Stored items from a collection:
Content starts

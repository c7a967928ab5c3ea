//! Command-line formatting rules (RFC 3977 §3.1): casing, argument
//! joining, message-id wrapping, and the 512-octet limit

use crate::common::{serve, Step::*, GREETING};
use nntp_client::{commands, Command, NntpError};

#[tokio::test]
async fn test_oversized_argument_fails_locally() {
    // No Expect step for the oversized command: it must never hit the wire
    let server = serve(vec![
        Send(GREETING),
        Expect("DATE"),
        Send("111 20230101120000\r\n"),
    ])
    .await;
    let mut client = server.client().await;

    let oversize = "x".repeat(600);
    let result = client.command(Command::Group, &[&oversize]).await;
    assert!(matches!(result, Err(NntpError::ArgumentTooLong { .. })));
    // Local failures do not poison the connection
    assert!(!client.is_closed());

    let response = client.date().await.unwrap();
    assert_eq!(response.status, 111);
    drop(response);
    server.finish().await;
}

#[tokio::test]
async fn test_line_limit_across_several_arguments() {
    let server = serve(vec![Send(GREETING)]).await;
    let mut client = server.client().await;

    let chunk = "y".repeat(200);
    let result = client
        .command(Command::Newnews, &[&chunk, &chunk, &chunk])
        .await;
    assert!(matches!(result, Err(NntpError::CommandTooLong { .. })));
    server.finish().await;
}

#[test]
fn test_max_command_line_constant() {
    assert_eq!(commands::MAX_COMMAND_OCTETS, 512);
    assert_eq!(commands::MAX_ARGUMENT_OCTETS, 497);
}

#[test]
fn test_keyword_casing_on_the_wire() {
    let line = commands::build_command_line(Command::Group, &["misc.test"]).unwrap();
    assert_eq!(line, "GROUP misc.test\r\n");
    assert!(line.ends_with("\r\n"));
    assert_eq!(line.matches("\r\n").count(), 1);
}

#[test]
fn test_two_word_keywords() {
    let line = commands::build_command_line(Command::ModeReader, &[]).unwrap();
    assert_eq!(line, "MODE READER\r\n");

    let line = commands::build_command_line(Command::AuthinfoUser, &["alice"]).unwrap();
    assert_eq!(line, "AUTHINFO USER alice\r\n");
}

#[test]
fn test_command_parse_is_case_insensitive() {
    assert_eq!("group".parse::<Command>().unwrap(), Command::Group);
    assert_eq!("GROUP".parse::<Command>().unwrap(), Command::Group);
    assert_eq!("Mode Reader".parse::<Command>().unwrap(), Command::ModeReader);
}

#[test]
fn test_message_id_wrapping() {
    assert_eq!(commands::ensure_message_id("a@b"), "<a@b>");
    assert_eq!(commands::ensure_message_id("<a@b>"), "<a@b>");
}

Content ends

EXERCISE AIM:
All the lines above need to be retyped exactly, with nothing left out.

SOLUTION:
repository c7a967928ab5c3ea
//! Command-line formatting rules (RFC 3977 §3.1): casing, argument
//! joining, message-id wrapping, and the 512-octet limit

use crate::common::{serve, Step::*, GREETING};
use nntp_client::{commands, Command, NntpError};

#[tokio::test]
async fn test_oversized_argument_fails_locally() {
    // No Expect step for the oversized command: it must never hit the wire
    let server = serve(vec![
        Send(GREETING),
        Expect("DATE"),
        Send("111 20230101120000\r\n"),
    ])
    .await;
    let mut client = server.client().await;

    let oversize = "x".repeat(600);
    let result = client.command(Command::Group, &[&oversize]).await;
    assert!(matches!(result, Err(NntpError::ArgumentTooLong { .. })));
    // Local failures do not poison the connection
    assert!(!client.is_closed());

    let response = client.date().await.unwrap();
    assert_eq!(response.status, 111);
    drop(response);
    server.finish().await;
}

#[tokio::test]
async fn test_line_limit_across_several_arguments() {
    let server = serve(vec![Send(GREETING)]).await;
    let mut client = server.client().await;

    let chunk = "y".repeat(200);
    let result = client
        .command(Command::Newnews, &[&chunk, &chunk, &chunk])
        .await;
    assert!(matches!(result, Err(NntpError::CommandTooLong { .. })));
    server.finish().await;
}

#[test]
fn test_max_command_line_constant() {
    assert_eq!(commands::MAX_COMMAND_OCTETS, 512);
    assert_eq!(commands::MAX_ARGUMENT_OCTETS, 497);
}

#[test]
fn test_keyword_casing_on_the_wire() {
    let line = commands::build_command_line(Command::Group, &["misc.test"]).unwrap();
    assert_eq!(line, "GROUP misc.test\r\n");
    assert!(line.ends_with("\r\n"));
    assert_eq!(line.matches("\r\n").count(), 1);
}

#[test]
fn test_two_word_keywords() {
    let line = commands::build_command_line(Command::ModeReader, &[]).unwrap();
    assert_eq!(line, "MODE READER\r\n");

    let line = commands::build_command_line(Command::AuthinfoUser, &["alice"]).unwrap();
    assert_eq!(line, "AUTHINFO USER alice\r\n");
}

#[test]
fn test_command_parse_is_case_insensitive() {
    assert_eq!("group".parse::<Command>().unwrap(), Command::Group);
    assert_eq!("GROUP".parse::<Command>().unwrap(), Command::Group);
    assert_eq!("Mode Reader".parse::<Command>().unwrap(), Command::ModeReader);
}

#[test]
fn test_message_id_wrapping() {
    assert_eq!(commands::ensure_message_id("a@b"), "<a@b>");
    assert_eq!(commands::ensure_message_id("<a@b>"), "<a@b>");
}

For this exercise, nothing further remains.